*** Opening of GIVEN DATA ***
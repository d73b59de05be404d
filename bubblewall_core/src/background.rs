// Copyright 2026 the Bubblewall Authors
// SPDX-License-Identifier: Apache-2.0 OR MIT

//! Background theme, brightness, and visibility.

/// Light/dark theme of the background.
///
/// The theme is unknown until the first surface sizing reads it from the
/// host, and afterwards only flips on an explicit theme change.
#[derive(Clone, Copy, Debug, Default, PartialEq, Eq, Hash)]
pub enum ThemeMode {
    /// Not yet read from the host.
    #[default]
    Uninitialized,
    /// Light background.
    Light,
    /// Dark background.
    Dark,
}

impl ThemeMode {
    /// `Dark` when `dark`, else `Light`.
    #[inline]
    #[must_use]
    pub const fn from_dark(dark: bool) -> Self {
        if dark { Self::Dark } else { Self::Light }
    }

    /// Whether this is [`ThemeMode::Dark`].
    #[inline]
    #[must_use]
    pub const fn is_dark(self) -> bool {
        matches!(self, Self::Dark)
    }

    /// Brightness the background rests at outside of transitions.
    #[inline]
    #[must_use]
    pub const fn resting_brightness(self) -> f32 {
        if self.is_dark() { 0.0 } else { 1.0 }
    }

    /// Compact encoding for sharing through an atomic.
    #[inline]
    #[must_use]
    pub const fn to_u8(self) -> u8 {
        match self {
            Self::Uninitialized => 0,
            Self::Light => 1,
            Self::Dark => 2,
        }
    }

    /// Inverse of [`to_u8`](Self::to_u8); unknown values decode as
    /// `Uninitialized`.
    #[inline]
    #[must_use]
    pub const fn from_u8(v: u8) -> Self {
        match v {
            1 => Self::Light,
            2 => Self::Dark,
            _ => Self::Uninitialized,
        }
    }
}

/// Result of [`BackgroundState::apply_theme`].
#[derive(Clone, Copy, Debug, PartialEq, Eq, Hash)]
pub enum ThemeChange {
    /// The theme was unknown and is now set; nothing to animate.
    Initialized,
    /// The theme flipped direction.
    Changed,
    /// The theme already matched.
    Unchanged,
}

/// Background state shared by every frame.
#[derive(Clone, Copy, Debug, PartialEq)]
pub struct BackgroundState {
    /// Current theme.
    pub theme: ThemeMode,
    /// Greyscale level in `[0, 1]`.
    pub brightness: f32,
    /// Whether the surface is currently visible.
    pub visible: bool,
}

impl Default for BackgroundState {
    fn default() -> Self {
        Self::new()
    }
}

impl BackgroundState {
    /// Uninitialized theme, full brightness, not visible.
    #[must_use]
    pub const fn new() -> Self {
        Self {
            theme: ThemeMode::Uninitialized,
            brightness: 1.0,
            visible: false,
        }
    }

    /// Sets the theme from the host if it is still unknown.
    ///
    /// Returns `true` when the theme was initialized by this call.
    pub fn initialize_from(&mut self, dark: bool) -> bool {
        if self.theme != ThemeMode::Uninitialized {
            return false;
        }
        self.theme = ThemeMode::from_dark(dark);
        true
    }

    /// Records an explicit theme change reported by the host.
    pub fn apply_theme(&mut self, dark: bool) -> ThemeChange {
        let next = ThemeMode::from_dark(dark);
        let change = match self.theme {
            ThemeMode::Uninitialized => ThemeChange::Initialized,
            current if current == next => ThemeChange::Unchanged,
            _ => ThemeChange::Changed,
        };
        self.theme = next;
        change
    }

    /// Snaps brightness to the resting level of the current theme.
    pub fn settle(&mut self) {
        self.brightness = self.theme.resting_brightness();
    }
}

#[cfg(test)]
mod tests {
    use super::*;

    #[test]
    fn initialize_only_once() {
        let mut bg = BackgroundState::new();
        assert!(bg.initialize_from(true));
        assert_eq!(bg.theme, ThemeMode::Dark);
        assert!(!bg.initialize_from(false));
        assert_eq!(bg.theme, ThemeMode::Dark);
    }

    #[test]
    fn apply_theme_reports_direction() {
        let mut bg = BackgroundState::new();
        assert_eq!(bg.apply_theme(false), ThemeChange::Initialized);
        assert_eq!(bg.apply_theme(false), ThemeChange::Unchanged);
        assert_eq!(bg.apply_theme(true), ThemeChange::Changed);
        assert_eq!(bg.theme, ThemeMode::Dark);
    }

    #[test]
    fn settle_uses_theme() {
        let mut bg = BackgroundState::new();
        bg.theme = ThemeMode::Dark;
        bg.brightness = 0.4;
        bg.settle();
        assert_eq!(bg.brightness, 0.0);
        bg.theme = ThemeMode::Uninitialized;
        bg.settle();
        assert_eq!(bg.brightness, 1.0);
    }

    #[test]
    fn u8_round_trip_is_total() {
        for mode in [ThemeMode::Uninitialized, ThemeMode::Light, ThemeMode::Dark] {
            assert_eq!(ThemeMode::from_u8(mode.to_u8()), mode);
        }
        assert_eq!(ThemeMode::from_u8(99), ThemeMode::Uninitialized);
    }
}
*** Close of GIVEN DATA ***
• _WORK TASK_
From the first line of the listing above to the line that contains "#[derive(Clone, Copy, Debug, Default, PartialEq, Eq, Hash)]", inclusive, restate every line word for word. Nothing else belongs in the answer.

• _WRITTEN SOLUTION_
repository d73b59de05be404d
filename bubblewall_core/src/background.rs
// Copyright 2026 the Bubblewall Authors
// SPDX-License-Identifier: Apache-2.0 OR MIT

//! Background theme, brightness, and visibility.

/// Light/dark theme of the background.
///
/// The theme is unknown until the first surface sizing reads it from the
/// host, and afterwards only flips on an explicit theme change.
#[derive(Clone, Copy, Debug, Default, PartialEq, Eq, Hash)]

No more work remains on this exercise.